I have a 1933 Gilfillan 105 lowboy that belonged to a Great Uncle. it is built (If I recall correctly without the schematic handy) as a triple TRF front end with a fixed regen detector/amp feeding the AF output. You vary the volume by bleeding some of the 1st TRF output to ground. 

I don’t know if I’ll ever get it running before I stop running 😄. It was got-at a long time ago by someone who knew just enuf to really mess things up.

Jim Falls K6FWT 

> On Jan 7, 2023, at 15:57, Hubert Miller <Kargo_cult at msn.com> wrote:
> 
> 
> I don’t know the Kolster circuit but I can tell you, RCA never made any direction finding receiver that used a regenerative detector. 
> I have a pretty good stock of reference material on RCA communications products if you want to contest that.
>  
> The problem I see with the regenerative detector for direction finding is that its use requires much more attention to task, more skill.
> The regeneration level between low signal strength and maximum signal strength may need readjusting, or else there is a kind of limiting
> action, that is, nonlinear gain with signal strength, which may be a problem. This ( I think, anyway ) is a confusing factor, like using AGC
> when trying to DF. It CAN be done, but more time consuming and more likely to contain inaccuracy. It occurs to me at this moment that
> the gridleak detector, with a larger signal, will have more negative bias on the control grid, hence a kind of control against gain. Perhaps
> this is why the advice on using regen receivers for CW, when the regen is advanced just beyond the most sensitive point of operation, there
> will be a “leveling” effect on all signals.
>  
> I am thinking now of a German WW2 era receiver used for both communications and airfield DF use. I think this is the EP-2 / HE-1 receiver
> with a tuning range of something like 75 – 3700 kHz. ( I still have one to sell, which I need to pull out of storage. ) It does use a regenerative
> detector at 50 kHz IF. But as a superhet with an RF and IF stage,  the detector regeneration effect can be turned way down and the receiver
> still function as a nonregenerative circuit.

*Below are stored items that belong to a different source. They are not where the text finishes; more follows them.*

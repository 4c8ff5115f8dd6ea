use super::employee::round2;
use super::status::StatusFlow;
use crate::error::AppError;
use chrono::{NaiveDate, NaiveDateTime};
use serde::{Deserialize, Serialize};
use strum_macros::{AsRefStr, Display, EnumString};
use utoipa::ToSchema;

#[derive(Debug, Clone, Serialize, Deserialize, sqlx::FromRow, ToSchema)]
pub struct SalaryIncrement {
    pub id: u64,
    pub employee_id: u64,
    pub current_base_salary: f64,
    pub current_food_allowance: f64,
    pub current_housing_allowance: f64,
    pub current_transport_allowance: f64,
    pub new_base_salary: f64,
    pub new_food_allowance: f64,
    pub new_housing_allowance: f64,
    pub new_transport_allowance: f64,
    pub increment_type: String,
    #[schema(nullable = true)]
    pub increment_percentage: Option<f64>,
    #[schema(nullable = true)]
    pub increment_amount: Option<f64>,
    pub reason: String,
    #[schema(value_type = String, format = "date")]
    pub effective_date: NaiveDate,
    pub status: String,
    pub requested_by: u64,
    #[schema(nullable = true)]
    pub approved_by: Option<u64>,
    #[schema(value_type = Option<String>, format = "date-time")]
    pub approved_at: Option<NaiveDateTime>,
    #[schema(nullable = true)]
    pub rejected_by: Option<u64>,
    #[schema(nullable = true)]
    pub rejection_reason: Option<String>,
    #[schema(value_type = Option<String>, format = "date-time")]
    pub applied_at: Option<NaiveDateTime>,
    #[schema(nullable = true)]
    pub notes: Option<String>,
    #[schema(value_type = String, format = "date-time")]
    pub created_at: NaiveDateTime,
}

impl SalaryIncrement {
    pub fn current(&self) -> SalaryComponents {
        SalaryComponents {
            base_salary: self.current_base_salary,
            food_allowance: self.current_food_allowance,
            housing_allowance: self.current_housing_allowance,
            transport_allowance: self.current_transport_allowance,
        }
    }

    pub fn proposed(&self) -> SalaryComponents {
        SalaryComponents {
            base_salary: self.new_base_salary,
            food_allowance: self.new_food_allowance,
            housing_allowance: self.new_housing_allowance,
            transport_allowance: self.new_transport_allowance,
        }
    }

    /// Monthly raise across all components.
    pub fn total_increment_amount(&self) -> f64 {
        round2(self.proposed().total() - self.current().total())
    }
}

#[derive(Debug, Clone, Copy, PartialEq, Eq, Serialize, Deserialize, Display, EnumString, AsRefStr, ToSchema)]
#[serde(rename_all = "snake_case")]
#[strum(serialize_all = "snake_case")]
pub enum IncrementType {
    Percentage,
    Amount,
    Promotion,
    AnnualReview,
    Performance,
    MarketAdjustment,
}

#[derive(Debug, Clone, Copy, PartialEq, Eq, Serialize, Deserialize, Display, EnumString, AsRefStr, ToSchema)]
#[serde(rename_all = "lowercase")]
#[strum(serialize_all = "lowercase")]
pub enum IncrementStatus {
    Pending,
    Approved,
    Rejected,
    Applied,
}

impl StatusFlow for IncrementStatus {
    const RECORD: &'static str = "salary increment";

    fn next_states(self) -> &'static [Self] {
        match self {
            IncrementStatus::Pending => &[IncrementStatus::Approved, IncrementStatus::Rejected],
            IncrementStatus::Approved => &[IncrementStatus::Applied],
            IncrementStatus::Rejected | IncrementStatus::Applied => &[],
        }
    }
}

#[derive(Debug, Clone, Copy, Default, PartialEq, Serialize, Deserialize, ToSchema)]
pub struct SalaryComponents {
    pub base_salary: f64,
    pub food_allowance: f64,
    pub housing_allowance: f64,
    pub transport_allowance: f64,
}

impl SalaryComponents {
    pub fn total(&self) -> f64 {
        self.base_salary + self.food_allowance + self.housing_allowance + self.transport_allowance
    }
}

/// What a requester asks for; which fields matter depends on the increment type.
#[derive(Debug, Clone, Default, Deserialize, ToSchema)]
pub struct IncrementTerms {
    pub increment_percentage: Option<f64>,
    pub increment_amount: Option<f64>,
    #[serde(default)]
    pub apply_to_allowances: bool,
    pub new_base_salary: Option<f64>,
    pub new_food_allowance: Option<f64>,
    pub new_housing_allowance: Option<f64>,
    pub new_transport_allowance: Option<f64>,
}

/// Computes the salary an increment would produce.
pub fn calculate_new_salary(
    current: SalaryComponents,
    kind: IncrementType,
    terms: &IncrementTerms,
) -> Result<SalaryComponents, AppError> {
    let proposed = match kind {
        IncrementType::Percentage => {
            let pct = terms
                .increment_percentage
                .filter(|p| *p > 0.0)
                .ok_or_else(|| AppError::bad_request("increment_percentage must be a positive number"))?;
            let factor = 1.0 + pct / 100.0;

            let mut next = current;
            next.base_salary = current.base_salary * factor;
            if terms.apply_to_allowances {
                next.food_allowance = current.food_allowance * factor;
                next.housing_allowance = current.housing_allowance * factor;
                next.transport_allowance = current.transport_allowance * factor;
            }
            next
        }
        IncrementType::Amount => {
            let amount = terms
                .increment_amount
                .filter(|a| *a > 0.0)
                .ok_or_else(|| AppError::bad_request("increment_amount must be a positive number"))?;
            SalaryComponents {
                base_salary: current.base_salary + amount,
                ..current
            }
        }
        IncrementType::Promotion
        | IncrementType::AnnualReview
        | IncrementType::Performance
        | IncrementType::MarketAdjustment => SalaryComponents {
            base_salary: terms.new_base_salary.unwrap_or(current.base_salary),
            food_allowance: terms.new_food_allowance.unwrap_or(current.food_allowance),
            housing_allowance: terms.new_housing_allowance.unwrap_or(current.housing_allowance),
            transport_allowance: terms.new_transport_allowance.unwrap_or(current.transport_allowance),
        },
    };

    Ok(SalaryComponents {
        base_salary: round2(proposed.base_salary),
        food_allowance: round2(proposed.food_allowance),
        housing_allowance: round2(proposed.housing_allowance),
        transport_allowance: round2(proposed.transport_allowance),
    })
}

#[cfg(test)]
mod tests {
    use super::*;

    fn current() -> SalaryComponents {
        SalaryComponents {
            base_salary: 5000.0,
            food_allowance: 300.0,
            housing_allowance: 1000.0,
            transport_allowance: 200.0,
        }
    }

    #[test]
    fn percentage_raises_base_only_by_default() {
        let terms = IncrementTerms { increment_percentage: Some(10.0), ..Default::default() };
        let next = calculate_new_salary(current(), IncrementType::Percentage, &terms).unwrap();
        assert_eq!(next.base_salary, 5500.0);
        assert_eq!(next.housing_allowance, 1000.0);
    }

    #[test]
    fn percentage_can_cover_allowances() {
        let terms = IncrementTerms {
            increment_percentage: Some(10.0),
            apply_to_allowances: true,
            ..Default::default()
        };
        let next = calculate_new_salary(current(), IncrementType::Percentage, &terms).unwrap();
        assert_eq!(next.food_allowance, 330.0);
        assert_eq!(next.total(), 7150.0);
    }

    #[test]
    fn amount_increment_requires_amount() {
        let err = calculate_new_salary(current(), IncrementType::Amount, &IncrementTerms::default());
        assert!(err.is_err());

        let terms = IncrementTerms { increment_amount: Some(750.0), ..Default::default() };
        let next = calculate_new_salary(current(), IncrementType::Amount, &terms).unwrap();
        assert_eq!(next.base_salary, 5750.0);
    }

    #[test]
    fn promotion_takes_explicit_values_and_keeps_the_rest() {
        let terms = IncrementTerms {
            new_base_salary: Some(7000.0),
            new_housing_allowance: Some(1500.0),
            ..Default::default()
        };
        let next = calculate_new_salary(current(), IncrementType::Promotion, &terms).unwrap();
        assert_eq!(next.base_salary, 7000.0);
        assert_eq!(next.housing_allowance, 1500.0);
        assert_eq!(next.transport_allowance, 200.0);
    }

    #[test]
    fn approved_increment_can_only_be_applied() {
        assert_eq!(IncrementStatus::Approved.next_states(), &[IncrementStatus::Applied]);
        assert!(IncrementStatus::Applied.is_final());
        assert_eq!("market_adjustment".parse::<IncrementType>().ok(), Some(IncrementType::MarketAdjustment));
    }
}
use crate::{
    auth::auth::AuthUser,
    error::AppError,
    model::equipment::{Equipment, EquipmentStatus},
    service::depreciation::{self as depreciation_service, SetDepreciation, Valuation, ValuationQuery},
    utils::db_utils::{BindValues, EQUIPMENT_COLUMNS, Filters, build_update_sql, execute_update},
};
use actix_web::{HttpResponse, Responder, web};
use chrono::Local;
use serde::Deserialize;
use serde_json::{Value, json};
use sqlx::MySqlPool;
use tracing::info;
use utoipa::{IntoParams, ToSchema};

const EQUIPMENT_SELECT: &str = r#"
    SELECT id, name, code, category, serial_number, status, daily_rate, notes, created_at
    FROM equipment
"#;

#[derive(Debug, Deserialize, ToSchema)]
pub struct CreateEquipment {
    #[schema(example = "Mobile Crane 50T")]
    pub name: String,
    #[schema(example = "EQ-CR-050")]
    pub code: String,
    pub category: Option<String>,
    pub serial_number: Option<String>,
    #[serde(default)]
    #[schema(example = 1500.0)]
    pub daily_rate: f64,
    pub notes: Option<String>,
}

#[derive(Debug, Deserialize, IntoParams)]
pub struct EquipmentQuery {
    pub status: Option<String>,
    pub category: Option<String>,
    /// Matches name, code or serial number
    pub search: Option<String>,
}

#[derive(Debug, Deserialize, ToSchema)]
pub struct ChangeEquipmentStatus {
    pub status: EquipmentStatus,
}

async fn fetch_equipment(pool: &MySqlPool, equipment_id: u64) -> Result<Equipment, AppError> {
    sqlx::query_as::<_, Equipment>(&format!("{} WHERE id = ?", EQUIPMENT_SELECT))
        .bind(equipment_id)
        .fetch_optional(pool)
        .await?
        .ok_or_else(|| AppError::not_found("Equipment not found"))
}

#[utoipa::path(
    post,
    path = "/api/equipment",
    request_body = CreateEquipment,
    responses(
        (status = 201, body = Equipment),
        (status = 409, description = "Code already in use")
    ),
    tag = "Equipment",
    security(("bearer_auth" = []))
)]
pub async fn create_equipment(
    auth: AuthUser,
    pool: web::Data<MySqlPool>,
    payload: web::Json<CreateEquipment>,
) -> actix_web::Result<impl Responder> {
    auth.require_hr_or_admin()?;

    if payload.name.trim().is_empty() || payload.code.trim().is_empty() {
        return Err(AppError::bad_request("name and code are required").into());
    }
    if payload.daily_rate < 0.0 {
        return Err(AppError::bad_request("daily_rate must not be negative").into());
    }

    let id = sqlx::query(
        r#"
        INSERT INTO equipment (name, code, category, serial_number, status, daily_rate, notes)
        VALUES (?, ?, ?, ?, ?, ?, ?)
        "#,
    )
    .bind(payload.name.trim())
    .bind(payload.code.trim())
    .bind(&payload.category)
    .bind(&payload.serial_number)
    .bind(EquipmentStatus::Available.as_ref())
    .bind(payload.daily_rate)
    .bind(&payload.notes)
    .execute(pool.get_ref())
    .await
    .map_err(AppError::from)?
    .last_insert_id();

    info!(equipment_id = id, code = %payload.code, "Equipment registered");
    let equipment = fetch_equipment(pool.get_ref(), id).await?;
    Ok(HttpResponse::Created().json(equipment))
}

#[utoipa::path(
    get,
    path = "/api/equipment",
    params(EquipmentQuery),
    responses((status = 200, body = [Equipment])),
    tag = "Equipment",
    security(("bearer_auth" = []))
)]
pub async fn list_equipment(
    _auth: AuthUser,
    pool: web::Data<MySqlPool>,
    query: web::Query<EquipmentQuery>,
) -> actix_web::Result<impl Responder> {
    let mut filters = Filters::new();
    filters.push_opt("status = ?", query.status.as_deref());
    filters.push_opt("category = ?", query.category.as_deref());
    filters.search(&["name", "code", "serial_number"], query.search.as_deref());

    let equipment = sqlx::query_as::<_, Equipment>(&format!(
        "{} {} ORDER BY name, id",
        EQUIPMENT_SELECT,
        filters.where_clause()
    ))
    .bind_values(filters.values())
    .fetch_all(pool.get_ref())
    .await
    .map_err(AppError::from)?;

    Ok(HttpResponse::Ok().json(equipment))
}

#[utoipa::path(
    get,
    path = "/api/equipment/{equipment_id}",
    params(("equipment_id", Path, description = "Equipment ID")),
    responses(
        (status = 200, body = Equipment),
        (status = 404, description = "Equipment not found")
    ),
    tag = "Equipment",
    security(("bearer_auth" = []))
)]
pub async fn get_equipment(
    _auth: AuthUser,
    pool: web::Data<MySqlPool>,
    path: web::Path<u64>,
) -> actix_web::Result<impl Responder> {
    let equipment = fetch_equipment(pool.get_ref(), path.into_inner()).await?;
    Ok(HttpResponse::Ok().json(equipment))
}

#[utoipa::path(
    put,
    path = "/api/equipment/{equipment_id}",
    params(("equipment_id", Path, description = "Equipment ID")),
    request_body = Object,
    responses(
        (status = 200, body = Equipment),
        (status = 404, description = "Equipment not found")
    ),
    tag = "Equipment",
    security(("bearer_auth" = []))
)]
pub async fn update_equipment(
    auth: AuthUser,
    pool: web::Data<MySqlPool>,
    path: web::Path<u64>,
    body: web::Json<Value>,
) -> actix_web::Result<impl Responder> {
    auth.require_hr_or_admin()?;
    let equipment_id = path.into_inner();

    let update = build_update_sql(&EQUIPMENT_COLUMNS, &body, "id", equipment_id)?;
    execute_update(pool.get_ref(), update).await.map_err(AppError::from)?;

    let equipment = fetch_equipment(pool.get_ref(), equipment_id).await?;
    Ok(HttpResponse::Ok().json(equipment))
}

/// Change Equipment Status
///
/// Only retiring available equipment and returning retired equipment to service
/// are allowed here.
#[utoipa::path(
    put,
    path = "/api/equipment/{equipment_id}/status",
    params(("equipment_id", Path, description = "Equipment ID")),
    request_body = ChangeEquipmentStatus,
    responses(
        (status = 200, body = Equipment),
        (status = 422, description = "Status change not allowed")
    ),
    tag = "Equipment",
    security(("bearer_auth" = []))
)]
pub async fn change_equipment_status(
    auth: AuthUser,
    pool: web::Data<MySqlPool>,
    path: web::Path<u64>,
    payload: web::Json<ChangeEquipmentStatus>,
) -> actix_web::Result<impl Responder> {
    auth.require_hr_or_admin()?;
    let equipment_id = path.into_inner();

    let current = fetch_equipment(pool.get_ref(), equipment_id).await?;
    let current_status: EquipmentStatus = current
        .status
        .parse()
        .map_err(|_| AppError::internal(format!("unknown equipment status '{}'", current.status)))?;

    if !current_status.allows_manual_change_to(payload.status) {
        return Err(AppError::unprocessable(format!(
            "Cannot move equipment from '{}' to '{}'",
            current_status, payload.status
        ))
        .into());
    }

    let result = sqlx::query("UPDATE equipment SET status = ? WHERE id = ? AND status = ?")
        .bind(payload.status.as_ref())
        .bind(equipment_id)
        .bind(current_status.as_ref())
        .execute(pool.get_ref())
        .await
        .map_err(AppError::from)?;

    if result.rows_affected() == 0 {
        return Err(AppError::conflict("Equipment status changed concurrently").into());
    }

    info!(equipment_id, from = %current_status, to = %payload.status, "Equipment status changed");
    let equipment = fetch_equipment(pool.get_ref(), equipment_id).await?;
    Ok(HttpResponse::Ok().json(equipment))
}

/// Delete Equipment
///
/// Equipment referenced by rentals or maintenance tasks cannot be deleted; retire it instead.
#[utoipa::path(
    delete,
    path = "/api/equipment/{equipment_id}",
    params(("equipment_id", Path, description = "Equipment ID")),
    responses(
        (status = 200, body = Object, example = json!({ "message": "Successfully deleted" })),
        (status = 404, description = "Equipment not found"),
        (status = 409, description = "Equipment has rental or maintenance history")
    ),
    tag = "Equipment",
    security(("bearer_auth" = []))
)]
pub async fn delete_equipment(
    auth: AuthUser,
    pool: web::Data<MySqlPool>,
    path: web::Path<u64>,
) -> actix_web::Result<impl Responder> {
    auth.require_admin()?;

    let result = sqlx::query("DELETE FROM equipment WHERE id = ?")
        .bind(path.into_inner())
        .execute(pool.get_ref())
        .await
        .map_err(AppError::from)?;

    if result.rows_affected() == 0 {
        return Err(AppError::not_found("Equipment not found").into());
    }

    Ok(HttpResponse::Ok().json(json!({ "message": "Successfully deleted" })))
}

#[utoipa::path(
    get,
    path = "/api/equipment/{equipment_id}/depreciation",
    params(("equipment_id", Path, description = "Equipment ID"), ValuationQuery),
    responses(
        (status = 200, body = Valuation),
        (status = 404, description = "Equipment has no depreciation plan")
    ),
    tag = "Equipment",
    security(("bearer_auth" = []))
)]
pub async fn get_depreciation(
    auth: AuthUser,
    pool: web::Data<MySqlPool>,
    path: web::Path<u64>,
    query: web::Query<ValuationQuery>,
) -> actix_web::Result<impl Responder> {
    auth.require_hr_or_admin()?;

    let as_of = query.as_of.unwrap_or_else(|| Local::now().date_naive());
    let valuation = depreciation_service::get(pool.get_ref(), path.into_inner(), as_of).await?;
    Ok(HttpResponse::Ok().json(valuation))
}

/// Set Depreciation Plan
///
/// Replaces any earlier plan; the response values the equipment as of today.
#[utoipa::path(
    put,
    path = "/api/equipment/{equipment_id}/depreciation",
    params(("equipment_id", Path, description = "Equipment ID")),
    request_body = SetDepreciation,
    responses(
        (status = 200, body = Valuation),
        (status = 400, description = "Residual value above cost or useful life out of range"),
        (status = 404, description = "Equipment not found")
    ),
    tag = "Equipment",
    security(("bearer_auth" = []))
)]
pub async fn set_depreciation(
    auth: AuthUser,
    pool: web::Data<MySqlPool>,
    path: web::Path<u64>,
    payload: web::Json<SetDepreciation>,
) -> actix_web::Result<impl Responder> {
    auth.require_hr_or_admin()?;

    let valuation = depreciation_service::set(pool.get_ref(), path.into_inner(), &payload, auth.user_id).await?;
    Ok(HttpResponse::Ok().json(valuation))
}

The regenerative detector in the superhet receiver was something only the Germans and Japanese
> used, and even there it was not usual.
>  
> Some of you readers may have tried the regenerative IF stage trick, like on the “Command Sets” receivers. I think most people who tried this
> found it very unsatisfactory. Having one control that affects both selectivity and gain at the same time is an annoying experience. The separate
> Q-multiplier as I recall, has mostly eliminated this complication.